Data records:
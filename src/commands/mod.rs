/*!
Command handlers for the CLI

This module provides command handlers invoked by the CLI entrypoint.

- `chat`     - Interactive chat session
- `history`  - List, show, and delete backend conversations
- `export`   - Write a conversation transcript to a document
- `auth`     - Set and clear the local logged-in flag

The interactive session never fails on backend errors; the one-shot
commands report them to the caller.
*/

use crate::error::Result;
use rustyline::DefaultEditor;

// Special commands parser for the interactive session
pub mod special_commands;

// Conversation listing, history, and deletion
pub mod history;

/// Whether a confirmation answer means yes
pub fn is_affirmative(answer: &str) -> bool {
    matches!(answer.trim().to_lowercase().as_str(), "y" | "yes")
}

/// Ask a yes/no question on the terminal; anything but yes is no
pub fn confirm(prompt: &str) -> Result<bool> {
    let mut rl = DefaultEditor::new()?;
    confirm_with(&mut rl, prompt)
}

fn confirm_with(rl: &mut DefaultEditor, prompt: &str) -> Result<bool> {
    match rl.readline(prompt) {
        Ok(answer) => Ok(is_affirmative(&answer)),
        Err(rustyline::error::ReadlineError::Interrupted)
        | Err(rustyline::error::ReadlineError::Eof) => Ok(false),
        Err(e) => Err(e.into()),
    }
}

// Chat command handler
pub mod chat {
    //! Interactive chat mode handler.
    //!
    //! Builds the backend and a `SessionController`, runs startup, and then
    //! reads lines with rustyline. Slash commands act on the session; any
    //! other line is sent as a chat message.

    use super::special_commands::{parse_special_command, print_help, ChatRef, SpecialCommand};
    use super::history::{conversation_table, print_message};
    use crate::backend::{create_backend, ChatBackend};
    use crate::config::Config;
    use crate::error::Result;
    use crate::export::TranscriptExporter;
    use crate::session::{
        ConversationId, DeleteOutcome, SendOutcome, SessionController, SessionState,
    };
    use crate::storage::AuthStore;
    use colored::Colorize;
    use rustyline::error::ReadlineError;
    use rustyline::DefaultEditor;
    use std::io::Write;
    use std::path::PathBuf;
    use std::sync::Arc;

    /// Shown while a reply is awaited
    const THINKING: &str = "MD Agent is thinking...";

    /// Start interactive chat mode
    ///
    /// # Arguments
    ///
    /// * `config` - Global configuration (consumed)
    /// * `resume` - Conversation to open instead of the most recent one
    pub async fn run_chat(config: Config, resume: Option<String>) -> Result<()> {
        tracing::info!("Starting interactive chat mode");

        let backend: Arc<dyn ChatBackend> = Arc::from(create_backend(&config.backend)?);
        if let Err(e) = backend.health().await {
            tracing::warn!("Backend health check failed: {}", e);
            println!(
                "{}",
                format!(
                    "Backend at {} is not responding; messages may fail.",
                    config.backend.base_url
                )
                .yellow()
            );
        }

        let logged_in = match AuthStore::new(config.storage.auth_file.as_deref()) {
            Ok(store) => store.is_logged_in(),
            Err(e) => {
                tracing::warn!("Could not open auth store: {}", e);
                false
            }
        };

        let mut session = SessionController::new(backend, config.session.clone(), logged_in);
        session.startup().await;

        if let Some(id) = resume {
            let id = ConversationId::new(id);
            if !session.select_chat(&id).await {
                println!(
                    "{}",
                    format!("Conversation {} not found; opened the most recent one.", id).yellow()
                );
            }
        }

        let exporter = TranscriptExporter::new(config.export.clone());
        let mut rl = DefaultEditor::new()?;

        print_welcome_banner(session.state());
        print_transcript(session.state());

        loop {
            let prompt = format_prompt(session.state());
            match rl.readline(&prompt) {
                Ok(line) => {
                    let trimmed = line.trim();
                    if trimmed.is_empty() {
                        continue;
                    }

                    let command = match parse_special_command(trimmed) {
                        Ok(command) => command,
                        Err(e) => {
                            eprintln!("{}\n", e.to_string().red());
                            continue;
                        }
                    };

                    match command {
                        SpecialCommand::NewChat => {
                            match session.create_new_chat().await {
                                Some(id) => {
                                    println!("{}\n", format!("Started conversation {}", id).green())
                                }
                                None => eprintln!(
                                    "{}\n",
                                    "Could not create a conversation. Try again.".red()
                                ),
                            }
                            continue;
                        }
                        SpecialCommand::ListChats => {
                            print_conversations(session.state());
                            continue;
                        }
                        SpecialCommand::SelectChat(target) => {
                            handle_select(&mut session, &target).await;
                            continue;
                        }
                        SpecialCommand::DeleteChat(target) => {
                            handle_delete(&mut session, &mut rl, target.as_ref()).await?;
                            continue;
                        }
                        SpecialCommand::Export(path) => {
                            handle_export(&session, &exporter, path);
                            continue;
                        }
                        SpecialCommand::ShowStatus => {
                            print_status_display(session.state(), &config);
                            continue;
                        }
                        SpecialCommand::Help => {
                            print_help();
                            continue;
                        }
                        SpecialCommand::Exit => break,
                        SpecialCommand::None => {
                            // Regular chat message
                        }
                    }

                    rl.add_history_entry(trimmed)?;

                    print!("{}", THINKING.dimmed());
                    std::io::stdout().flush()?;
                    let outcome = session.send_message(trimmed).await;
                    print!("\r\x1b[2K");

                    match outcome {
                        SendOutcome::Replied => {
                            if let Some(reply) = session.state().messages.last() {
                                println!();
                                print_message(reply);
                            }
                        }
                        SendOutcome::Failed => {
                            if let Some(error) = session.state().messages.last() {
                                eprintln!("\n{}\n", error.content.red());
                            }
                        }
                        SendOutcome::NoActiveConversation => {
                            eprintln!(
                                "{}\n",
                                "No active conversation. Use /new to start one.".yellow()
                            );
                        }
                        SendOutcome::Ignored => {}
                    }
                }
                Err(ReadlineError::Interrupted) => {
                    println!("CTRL-C");
                    break;
                }
                Err(ReadlineError::Eof) => {
                    println!("CTRL-D");
                    break;
                }
                Err(err) => {
                    tracing::error!("Readline error: {:?}", err);
                    break;
                }
            }
        }

        println!("Goodbye!");
        Ok(())
    }

    async fn handle_select(session: &mut SessionController, target: &ChatRef) {
        let Some(id) = target.resolve(session.state()) else {
            eprintln!(
                "{}\n",
                "No such conversation. Use /list to see conversations.".red()
            );
            return;
        };

        session.select_chat(&id).await;
        print_transcript(session.state());
    }

    async fn handle_delete(
        session: &mut SessionController,
        rl: &mut DefaultEditor,
        target: Option<&ChatRef>,
    ) -> Result<()> {
        let id = match target {
            Some(target) => target.resolve(session.state()),
            None => session.state().active_id.clone(),
        };
        let Some(id) = id else {
            eprintln!(
                "{}\n",
                "No such conversation. Use /list to see conversations.".red()
            );
            return Ok(());
        };

        let title = session
            .state()
            .conversation(&id)
            .map(|c| c.title.clone())
            .unwrap_or_default();
        if !super::confirm_with(rl, &format!("Delete \"{}\"? [y/N] ", title))? {
            println!("{}\n", "Cancelled.".yellow());
            return Ok(());
        }

        let was_active = session.state().active_id.as_ref() == Some(&id);
        match session.delete_chat(&id).await {
            DeleteOutcome::Deleted => println!("{}", format!("Deleted \"{}\"", title).green()),
            DeleteOutcome::LocalOnly => println!(
                "{}",
                format!(
                    "Removed \"{}\" locally; the backend could not be reached.",
                    title
                )
                .yellow()
            ),
        }

        if was_active {
            print_transcript(session.state());
        } else {
            println!();
        }
        Ok(())
    }

    fn handle_export(
        session: &SessionController,
        exporter: &TranscriptExporter,
        path: Option<PathBuf>,
    ) {
        let format = exporter.config().format;
        let path =
            path.unwrap_or_else(|| PathBuf::from(exporter.config().default_filename(format)));

        match exporter.export_to_file(&session.state().messages, &path, format) {
            Ok(pages) => println!(
                "{}\n",
                format!("Exported transcript to {} ({} pages)", path.display(), pages).green()
            ),
            Err(e) => eprintln!("{}\n", format!("Export failed: {}", e).red()),
        }
    }

    fn format_prompt(state: &SessionState) -> String {
        let title = state
            .active_conversation()
            .map(|c| c.title.as_str())
            .unwrap_or("no conversation");
        format!("{} >> ", format!("[{}]", title).cyan())
    }

    fn print_transcript(state: &SessionState) {
        if let Some(active) = state.active_conversation() {
            println!("{}\n", format!("── {} ──", active.title).bold());
        }
        for message in &state.messages {
            print_message(message);
        }
    }

    fn print_conversations(state: &SessionState) {
        if state.conversations.is_empty() {
            println!("{}\n", "No conversations. Use /new to start one.".yellow());
            return;
        }
        conversation_table(&state.conversations, state.active_id.as_ref()).printstd();
        println!();
    }

    /// Display welcome banner at the start of interactive chat mode
    fn print_welcome_banner(state: &SessionState) {
        println!("\n╔══════════════════════════════════════════════════════════════╗");
        println!("║            MD Agents Interactive Chat - Welcome!             ║");
        println!("╚══════════════════════════════════════════════════════════════╝\n");
        println!("Conversations: {}", state.conversations.len());
        if !state.logged_in {
            println!("{}", "Not logged in (run `mdchat login`).".dimmed());
        }
        println!("Type '/help' for available commands, 'exit' to quit\n");
    }

    /// Display detailed status information about the current session
    fn print_status_display(state: &SessionState, config: &Config) {
        println!("\n╔══════════════════════════════════════════════════════════════╗");
        println!("║                    MD Agents Session Status                  ║");
        println!("╚══════════════════════════════════════════════════════════════╝\n");
        match state.active_conversation() {
            Some(active) => {
                println!("Conversation:      {}", active.title.cyan());
                println!("Conversation ID:   {}", active.id);
            }
            None => println!("Conversation:      {}", "none".yellow()),
        }
        println!("Messages:          {}", state.messages.len());
        println!("Conversations:     {}", state.conversations.len());
        println!("Backend:           {}", config.backend.base_url);
        println!(
            "Logged In:         {}",
            if state.logged_in {
                "yes".green()
            } else {
                "no".yellow()
            }
        );
        println!();
    }
}

// Transcript export command handler
pub mod export {
    use super::history::fetch_messages;
    use crate::backend::create_backend;
    use crate::config::{Config, ExportFormat};
    use crate::error::Result;
    use crate::export::TranscriptExporter;
    use colored::Colorize;
    use std::path::PathBuf;

    /// Export a backend conversation to a document
    ///
    /// # Arguments
    ///
    /// * `config` - Global configuration
    /// * `id` - Conversation to export
    /// * `output` - Output path; the configured filename when `None`
    /// * `format` - Document format; the configured format when `None`
    pub async fn export_conversation(
        config: &Config,
        id: &str,
        output: Option<PathBuf>,
        format: Option<ExportFormat>,
    ) -> Result<PathBuf> {
        let format = format.unwrap_or(config.export.format);
        let path =
            output.unwrap_or_else(|| PathBuf::from(config.export.default_filename(format)));

        let backend = create_backend(&config.backend)?;
        let messages = fetch_messages(backend.as_ref(), id).await?;

        let exporter = TranscriptExporter::new(config.export.clone());
        let pages = exporter.export_to_file(&messages, &path, format)?;

        println!(
            "{}",
            format!(
                "Exported {} messages to {} ({} pages)",
                messages.len(),
                path.display(),
                pages
            )
            .green()
        );
        Ok(path)
    }
}

// Logged-in flag handlers
pub mod auth {
    use crate::config::Config;
    use crate::error::Result;
    use crate::storage::AuthStore;
    use colored::Colorize;

    /// Set or clear the logged-in flag
    pub fn set_logged_in(config: &Config, logged_in: bool) -> Result<()> {
        let store = AuthStore::new(config.storage.auth_file.as_deref())?;
        store.set_logged_in(logged_in)?;

        if logged_in {
            println!("{}", "Logged in.".green());
        } else {
            println!("{}", "Logged out.".green());
        }
        tracing::info!(path = %store.path().display(), logged_in, "Auth flag updated");
        Ok(())
    }
}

Activity: Each line of the material that has the word "handlers" belongs in the answer.

Answer section:
Command handlers for the CLI
This module provides command handlers invoked by the CLI entrypoint.
// Logged-in flag handlers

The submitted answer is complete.